Blogger Tips and TricksLatest Tips And TricksBlogger Tricks

7 juin 2026

Rachel Khan : double allégeance et ingérence flagrante au service d’Israël

Rachel Khan, chroniqueuse star sur CNews, essayiste et ancienne proche des milieux macronistes, incarne aujourd’hui un cas d’école de conflit d’intérêts. D’origine gambienne par son père et juive polonaise par sa mère, cette figure médiatique impliquée dans le débat politique français n’hésite plus à afficher une loyauté prioritaire envers Israël.
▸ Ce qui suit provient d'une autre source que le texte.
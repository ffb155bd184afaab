//! Partial attendance updates pushed over the event stream.
//!
//! The stream is best-effort, so [`CheckinPayload`] deserializes
//! leniently (every field optional) and [`AttendanceEvent::try_from`]
//! decides whether the update is usable. Rejected payloads are dropped
//! by the caller without touching any state.

use serde::{Deserialize, Deserializer};

use crate::error::CoreError;
use crate::status::{Round, RoundStatus};
use crate::types::{ShiftId, UserId};

/// Raw `checkinUpdated` payload as it arrives on the wire.
#[derive(Debug, Clone, Default, Deserialize)]
#[serde(rename_all = "camelCase")]
pub struct CheckinPayload {
    #[serde(default)]
    pub shift_id: Option<String>,
    #[serde(default)]
    pub user_id: Option<String>,
    /// Kept untyped so that `"1"`, `3` or `null` are rejected during
    /// validation instead of failing the whole frame.
    #[serde(default)]
    pub round: Option<serde_json::Value>,
    #[serde(default)]
    pub status: Option<String>,
    #[serde(default)]
    pub images: Option<Vec<String>>,
    /// Thumbnail list; preferred over `images` when both are present.
    #[serde(default)]
    pub thumbs: Option<Vec<String>>,
    #[serde(default, deserialize_with = "opaque_id")]
    pub checkin_id: Option<String>,
    #[serde(default)]
    pub checkin_time: Option<String>,
}

/// A validated partial update for one user's round.
#[derive(Debug, Clone, PartialEq)]
pub struct AttendanceEvent {
    pub shift_id: ShiftId,
    pub user_id: UserId,
    pub round: Round,
    pub status: RoundStatus,
    /// Replacement image list; `None` keeps the images already held.
    pub images: Option<Vec<String>>,
    pub checkin_id: Option<String>,
    pub checkin_time: Option<String>,
}

impl AttendanceEvent {
    pub fn new(
        shift_id: impl Into<ShiftId>,
        user_id: impl Into<UserId>,
        round: Round,
        status: RoundStatus,
    ) -> Self {
        Self {
            shift_id: shift_id.into(),
            user_id: user_id.into(),
            round,
            status,
            images: None,
            checkin_id: None,
            checkin_time: None,
        }
    }

    pub fn with_images(mut self, images: Vec<String>) -> Self {
        self.images = Some(images);
        self
    }

    pub fn with_checkin(mut self, checkin_id: impl Into<String>, checkin_time: Option<String>) -> Self {
        self.checkin_id = Some(checkin_id.into());
        self.checkin_time = checkin_time;
        self
    }
}

/// Why a [`CheckinPayload`] was not turned into an [`AttendanceEvent`].
#[derive(Debug, thiserror::Error)]
pub enum EventRejection {
    #[error("missing field `{0}`")]
    MissingField(&'static str),

    #[error(transparent)]
    Invalid(#[from] CoreError),
}

impl TryFrom<CheckinPayload> for AttendanceEvent {
    type Error = EventRejection;

    fn try_from(payload: CheckinPayload) -> Result<Self, Self::Error> {
        let shift_id = non_empty(payload.shift_id).ok_or(EventRejection::MissingField("shiftId"))?;
        let user_id = non_empty(payload.user_id).ok_or(EventRejection::MissingField("userId"))?;

        let round = match payload.round {
            Some(serde_json::Value::Number(n)) => {
                let raw = n.as_i64().ok_or_else(|| {
                    CoreError::Validation(format!("round must be an integer, got {n}"))
                })?;
                Round::try_from(raw)?
            }
            Some(other) if !other.is_null() => {
                return Err(CoreError::Validation(format!("round must be a number, got {other}")).into());
            }
            _ => return Err(EventRejection::MissingField("round")),
        };

        let status = non_empty(payload.status)
            .ok_or(EventRejection::MissingField("status"))?
            .parse::<RoundStatus>()?;

        Ok(Self {
            shift_id,
            user_id,
            round,
            status,
            images: payload.thumbs.or(payload.images),
            checkin_id: payload.checkin_id.filter(|id| !id.is_empty()),
            checkin_time: payload.checkin_time,
        })
    }
}

fn non_empty(value: Option<String>) -> Option<String> {
    value.filter(|v| !v.is_empty())
}

/// Accept an identifier sent either as a JSON string or a JSON number.
pub(crate) fn opaque_id<'de, D>(deserializer: D) -> Result<Option<String>, D::Error>
where
    D: Deserializer<'de>,
{
    let value = Option::<serde_json::Value>::deserialize(deserializer)?;
    Ok(match value {
        Some(serde_json::Value::String(s)) => Some(s),
        Some(serde_json::Value::Number(n)) => Some(n.to_string()),
        _ => None,
    })
}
Marraine du Keren Hayessod – puissant bras financier du sionisme international –, elle multiplie les missions de solidarité sur place, au détriment d’une neutralité exigée par sa position en France.

Sur les photos publiées récemment sur Facebook par David Mansour, on la voit rayonnante lors d’un voyage dans les Monts de Judée, « sur les traces de nos ancêtres », affirmant y avoir passé « l’une des plus belles journées de sa vie ». Mais surtout, elle arbore fièrement un sweatshirt de l’Israel Defense Force (Tsahal). Cette image choque : une influenceuse qui pèse sur l’opinion française porte ostensiblement l’uniforme symbolique d’une armée étrangère, en pleine guerre à Gaza. Pour elle, c’est un acte de
fierté ; pour la souveraineté nationale, c’est une provocation.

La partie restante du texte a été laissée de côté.